A 26-year-old woman presented at 16 weeks of gestation with an acute abdomen suggestive of ruptured appendicitis. Blood cultures were positive for Bacteroides fragilis. At laparotomy, she was found to have a colouterine fistula with pelvic sepsis. The resected specimens demonstrated extensive uterine adenomyosis and endometriosis of the cecum, with a fistulous tract lined by endometriosis and suppurative inflammation extending from the cecum to the uterine endometrial cavity associated with severe chorioamnionitis and endomyometritis.

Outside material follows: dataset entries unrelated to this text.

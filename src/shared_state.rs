use std::sync::Arc;

use chrono::Duration;

use crate::config::Config;
use crate::services::pvgis_client::PvgisClient;
use crate::services::solar_proxy::SolarProxy;

/// State handed to every handler. Cloning is cheap; the proxy, and with it
/// the response caches, is shared.
#[derive(Clone, Debug)]
pub struct AppState {
    pub proxy: Arc<SolarProxy<PvgisClient>>,
}

impl AppState {
    pub fn new(config: &Config) -> Result<Self, reqwest::Error> {
        let client = PvgisClient::new(&config.pvgis)?;
        let proxy = SolarProxy::new(
            client,
            config.pvgis.radiation_database.clone(),
            Duration::hours(config.cache.ttl_hours),
        );
        Ok(Self {
            proxy: Arc::new(proxy),
        })
    }
}
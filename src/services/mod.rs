pub mod normalizer;
pub mod production_estimator;
pub mod pvgis_client;
pub mod result_cache;
pub mod solar_proxy;
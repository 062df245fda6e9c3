use axum::{
    routing::{get, post},
    Router,
};

use crate::controllers::solar_controller::{
    get_health, get_hourly_solar_data, get_solar_data, post_pv_system_production,
};
use crate::shared_state::AppState;

/// Build the `/api/*` sub-router.
pub fn api_routes(state: AppState) -> Router {
    Router::new()
        .route("/solar-proxy/solar-data",           get(get_solar_data))
        .route("/solar-proxy/pv-system-production", post(post_pv_system_production))
        .route("/solar-proxy/hourly-solar-data",    get(get_hourly_solar_data))
        .route("/health",                           get(get_health))
        .with_state(state)
}
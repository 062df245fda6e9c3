pub mod solar;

This case illustrates a rare complication of colouterine fistula secondary to intestinal endometriosis.
肠道子宫内膜异位症可能并发肠梗阻、结肠破裂、败血症,恶变则较为罕见。瘘管形成极为罕见。
一名26岁女性在妊娠16周时因急腹症就诊,提示阑尾炎破裂。血培养结果显示脆弱拟杆菌阳性。剖腹探查时,发现她患有结肠子宫瘘并伴有盆腔感染。切除标本显示广泛的子宫腺肌病和盲肠子宫内膜异位症,有一条由子宫内膜异位症衬里的瘘管,化脓性炎症从盲肠延伸至子宫子宫内膜腔,伴有严重的绒毛膜羊膜炎和子宫肌层炎。
本病例说明了肠道子宫内膜异位症继发结肠子宫瘘这一罕见并发症。